Moving the project to Stanford meant that the researchers would be afforded the opportunity to work with mental health patients at Sonoma State Hospital, all of whom were consuming the same diet, as provided by the Vivonex Corporation. Intrigued, Pauling coordinated with Vivonex to obtain copies of the diet that the company had tailored, the idea being that his control group could follow it as well.

By now, Pauling and his team felt confident that they had uncovered evidence of abnormal patterns of ascorbic acid elimination in individuals suffering from acute and chronic schizophrenia. He and his colleagues planned to continue their analyses of these abnormalities as they moved toward the identification of genetic defects, the creation of diagnostic tools, and the promotion of effective therapies for sufferers of mental disease.


San Francisco Chronicle, May 27, 1969

Pauling’s final act at UCSD was appropriately radical. Shortly after the student occupation of People’s Park at UC-Berkeley and the subsequent death of James Rector, a Berkeley student who was shot by Alameda County Sherrifs in May 1969, UCSD students and faculty gathered to decide how they would respond to the tragedy at their sister school.
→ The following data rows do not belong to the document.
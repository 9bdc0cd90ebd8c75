//! Core types shared by the WIB configuration stack: the chip addressing
//! model, the request/reply vocabulary understood by the WIB firmware, and
//! the [`Transport`] trait that carries those requests.
//!
//! [`Transport`]: transport::Transport

pub mod address;
pub mod command;
pub mod transport;

pub use address::ChipAddress;
pub use command::{FastCommand, Reply, Request};
pub use transport::{Transport, TransportError};
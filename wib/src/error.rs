use thiserror::Error;

use wib_core::transport::TransportError;
use wib_driver::WibDriverError;

/// Anything a session operation can fail with.
#[derive(Error, Debug, PartialEq)]
#[non_exhaustive]
pub enum WibError {
    /// A sequence is already in flight on this session.
    #[error("a configuration operation is already in flight")]
    Busy,

    /// A sequence step failed and the remainder was not issued. Writes
    /// before the failing step are on the hardware and are not rolled
    /// back.
    #[error(
        "applied up to step {} of {total}; step {step} ({what}) failed: {source}",
        .step - 1
    )]
    SequenceAborted {
        /// 1-based index of the failing step.
        step: usize,
        total: usize,
        what: String,
        source: TransportError,
    },

    /// The firmware processed a bulk request and reported failure.
    #[error("request rejected by the firmware: {extra}")]
    Rejected { extra: String },

    /// A board register address outside the WIB's mapped window.
    #[error("register {0:#010X} is outside the WIB address window")]
    AddressOutOfWindow(u32),

    /// A script name the WIB does not ship.
    #[error("no on-board script named {0:?}")]
    UnknownScript(String),

    #[error(transparent)]
    Driver(#[from] WibDriverError),

    #[error(transparent)]
    Transport(#[from] TransportError),
}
Most of the faculty in attendance expressed a desire to simply mourn the death and voice their solidarity with Berkeley, but not to disrupt daily operations.

Pauling, on the other hand, stood in front of the hundreds of students who had gathered and encouraged them to go on strike in protest of recent actions taken by the National Guard, the police, and Governor Ronald Reagan. In so doing, Pauling claimed that the violence at Berkeley was

part of a pattern—the pattern of the war in Vietnam, the increasing militarism of the United States, the growth of the military-industrial complex, the suppression of the human rights of young men and others.

He further explained that those who held power would do whatever was necessary to protect and move forward with a deeply cynical plan. And in detailing his point of view, Pauling made it clear where he stood with regard to the next appropriate actions.

The plan is the continued economic exploitation of human beings. The purpose of the plan, which has been successful year after year, is to make the rich richer and the poor poorer…Everyone in the whole University of California, all the students, the faculties, the employees, should strike against the immorality and injustice of the act at Berkeley.

Less than a week later, Pauling participated in a march and rally at the State Capital in Sacramento, where he gave an impromptu speech that echoed his remarks in San Diego. “The university is not the property of Governor Reagan and the other regents,” he exhorted. “We must protest until the police and the National Guard are removed from the campus of the University of California…the university belongs to us, the students, the faculty, and the people.” So concluded Pauling’s final remarks on the UC system and its regents while a member of the UC faculty.


Although Pauling never worked within the University of California again, his short time at UCSD was undeniably productive and useful. For one, his two years in La Jolla marked a reemergence, of sorts, into the scientific realm following his frustrating tenure at the Center for the Study of Democratic Institutions.

UCSD also provided the opportunity for Pauling to incubate his partnership with Arthur Robinson. This relationship later proved key to the creation of the Institute for Orthomolecular Medicine, known today as the Linus Pauling Institute. The collaboration also provided a strong foundation from which Pauling worked doggedly to expand his research on all manner of topics related to orthomolecular medicine. Though the work ultimately proved to be very controversial, as he left La Jolla, Pauling had every reason to be optimistic about the bold new direction that his research was taking.